We employed a prospective cross-sectional study design that included both online survey data and audiometric data for a subset of participants.

Study sample

We recruited 179 adults with TS at the Turner Syndrome Society of the United States (TSSUS) Conference, and through a variety of regional TS organizations’ social media platforms. Audiological data was collected onsite at the conference for a subset of 67 participants; 8 of which who were followed after receiving subsequent treatment with hearing aids.

Data collection and analysis

The online survey design included demographic questions, the Communication Confidence Profile (CCP), and the RAND 36-Item Health Survey 1.0. Audiometric data included tympanometry, puretone air, and puretone bone conduction thresholds. Descriptive statistics, parametric, and non-parametric tests were used to analyze both survey and audiometric data.


74% of participants had a self-reported diagnosis of hearing loss, of which 61% were previously recommended amplification. Only 38% of participants reported using hearing aids. For those participants who wore hearing aids, Total CCP Score, ‘Confidence in Ability to Hear Under Various Conditions’, and ‘Energy/Vitality’ metrics were significantly greater than those with untreated hearing loss warranting a hearing aid. Collectively, Total CCP Score and ‘Confidence in Ability to Hear Under Various Conditions’ increased significantly when participants were fit with hearing aids.


The results support previous data where hearing loss is a self-identified healthcare concern among women with Turner syndrome, yet many fail to receive appropriate hearing evaluation or treatment. Additionally, the use of hearing aids may improve communication confidence and quality of life in women with Turner syndrome. Furthermore, this study confirms the need for long-term audiological care and monitoring in women with Turner syndrome.


Turner syndrome (TS, ORPHA 881) is a sex chromosome abnormality (SCA) that occurs in approximately 1 in 2000–2500 live female births because of a partial or total loss of the X-chromosome on some or all the body’s cells [1]. Resulting clinical presentation of TS is dependent on the affected region of the X-chromosome. The most common karyotype affecting roughly 50% of persons postnatally involves monosomy (45,X). Alternately, cases present as mosaic karyotype 45,X/46,XX or present structurally abnormal X-chromosomes or duplication. This includes 46,X,i(Xq), 46,XX, 47,XXX, 46,X,del(Xp), or 46,XY [2, 3]. Loss of Xp or Xq is often expressed as TS but duplications are often phenotypically normal with less than 10% presenting with a duplication (isochromosome) of the long arm of one X (46,X,i(Xq)) [4].
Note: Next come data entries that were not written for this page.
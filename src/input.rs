//! Values handed over by an external date parser.
//!
//! A parser either decomposes its input into numeric fields
//! ([`DateInput::Parsed`]) or gives up and passes the raw text through
//! ([`DateInput::Unparsed`]). Both are consumed by
//! [`Date::set_input`](crate::Date::set_input); the second becomes a
//! text-only date instead of an error.

use crate::types::{CalendarKind, Modifier, Quality, SingleDate};
use serde::{Deserialize, Serialize};

/// The numeric value of a date: one endpoint, or two for ranges and spans.
///
/// Serialized flat, as `(day, month, year, slash)` or
/// `(day, month, year, slash, day2, month2, year2, slash2)`.
#[derive(Debug, Clone, Copy, PartialEq, Eq, Hash, Serialize, Deserialize)]
#[serde(from = "RawValue", into = "RawValue")]
pub enum DateValue {
    Single(SingleDate),
    Compound(SingleDate, SingleDate),
}

impl DateValue {
    pub const fn start(&self) -> SingleDate {
        match *self {
            Self::Single(start) | Self::Compound(start, _) => start,
        }
    }

    pub const fn stop(&self) -> Option<SingleDate> {
        match *self {
            Self::Single(_) => None,
            Self::Compound(_, stop) => Some(stop),
        }
    }

    /// Number of persisted components: 4 or 8
    pub const fn component_count(&self) -> usize {
        match self {
            Self::Single(_) => 4,
            Self::Compound(..) => 8,
        }
    }

    pub const fn is_compound(&self) -> bool {
        matches!(self, Self::Compound(..))
    }
}

impl Default for DateValue {
    fn default() -> Self {
        Self::Single(SingleDate::EMPTY)
    }
}

impl From<SingleDate> for DateValue {
    fn from(start: SingleDate) -> Self {
        Self::Single(start)
    }
}

impl From<(SingleDate, SingleDate)> for DateValue {
    fn from((start, stop): (SingleDate, SingleDate)) -> Self {
        Self::Compound(start, stop)
    }
}

/// `(day, month, year, slash)`
impl From<(i32, i32, i32, bool)> for DateValue {
    fn from(value: (i32, i32, i32, bool)) -> Self {
        Self::Single(value.into())
    }
}

/// `(day, month, year, slash, day2, month2, year2, slash2)`
impl From<(i32, i32, i32, bool, i32, i32, i32, bool)> for DateValue {
    fn from((d1, m1, y1, s1, d2, m2, y2, s2): (i32, i32, i32, bool, i32, i32, i32, bool)) -> Self {
        Self::Compound((d1, m1, y1, s1).into(), (d2, m2, y2, s2).into())
    }
}

#[derive(Serialize, Deserialize)]
#[serde(untagged)]
enum RawValue {
    Single(i32, i32, i32, bool),
    Compound(i32, i32, i32, bool, i32, i32, i32, bool),
}

impl From<RawValue> for DateValue {
    fn from(raw: RawValue) -> Self {
        match raw {
            RawValue::Single(d, m, y, s) => (d, m, y, s).into(),
            RawValue::Compound(d1, m1, y1, s1, d2, m2, y2, s2) => {
                (d1, m1, y1, s1, d2, m2, y2, s2).into()
            },
        }
    }
}

impl From<DateValue> for RawValue {
    fn from(value: DateValue) -> Self {
        match value {
            DateValue::Single(start) => {
                let (d, m, y, s) = start.to_tuple();
                Self::Single(d, m, y, s)
            },
            DateValue::Compound(start, stop) => {
                let (d1, m1, y1, s1) = start.to_tuple();
                let (d2, m2, y2, s2) = stop.to_tuple();
                Self::Compound(d1, m1, y1, s1, d2, m2, y2, s2)
            },
        }
    }
}

/// Decomposed fields produced by a successful parse.
#[derive(Debug, Clone, PartialEq, Eq, Default)]
pub struct DateFields {
    pub quality:  Quality,
    pub modifier: Modifier,
    pub calendar: CalendarKind,
    pub value:    DateValue,
    /// Verbatim input or a comment; `None` keeps the existing text
    pub text:     Option<String>,
}

/// What a parser hands to the engine.
#[derive(Debug, Clone, PartialEq, Eq)]
pub enum DateInput {
    Parsed(DateFields),
    /// Input that could not be decomposed, kept verbatim
    Unparsed(String),
}

impl From<DateFields> for DateInput {
    fn from(fields: DateFields) -> Self {
        Self::Parsed(fields)
    }
}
With the primary karyotype, X-chromosome loss occurs on all cells and presentation includes heart defects, infertility, short-stature, differences in craniofacial development and a variety of otologic disorders among other possible characteristics [5]. Reduced height and lymphoedema occur at high rates. Reduced height and skeletal abnormalities are associated with the short stature homeobox-containing gene (SHOX) [1, 2]. Lymphoedema of the hands, feet and neck associated with the putative lymphogenic gene is shown in around 60% of persons [6].

Individuals with mosaic karyotype may present with both a 46,XX population that can reduce the severity of a monosomic phenotype. Hence, mosaic TS generally includes similar, but less severe health concerns than classic monosomy presentation. Other cytogenetic abnormalities including a range of inversions, rings, deletions, duplications, and translocations are associated with various phenotypes [4]. Still, individuals in both groups are at a considerable risk of developing both transient middle ear infections and progressive, permanent, sensorineural hearing loss [7]. For this reason, the standard of care for individuals with TS includes full audiological evaluations every three to five years [5]. Not only is this the standard of care, individuals with TS also self-identify a significant need for audiological management. Data from a 2016 survey (n = 1386) showed hearing loss was the most reported physical health condition impacting everyday life in adults [5].

In the general adult population with up to a moderate severity of hearing loss, hearing aids have been shown to significantly improve hearing specific quality of life. These factors include the ability to take part in everyday situations, as well as ability to effectively listen to others. Importantly, those with hearing loss treated with hearing aids show a significant increase in general health-related quality of life measures compared to unaided controls [8]. Given the lifespan of hearing-related issues in the TS population, duration of hearing aid use is an important point to consider when evaluating the impact of hearing aid use on quality of life. In a sample of 51 patients in California with untreated hearing loss, a statistically significant improvement in communication confidence scores was measured just 2 to 4 weeks following hearing aid fitting [9]. This suggests that the interventional effects of hearing aid use are seen rapidly, which is important when considering a population like those with TS, who are often facing complex and numerous health care needs.

Early identification and intervention of hearing loss may offer individuals with TS improved quality of life and improved communication with their healthcare team. In general, untreated hearing loss contributes to lower adherence to medical recommendations, higher healthcare costs, and higher risk of hospital readmission compared to patients without hearing loss [10].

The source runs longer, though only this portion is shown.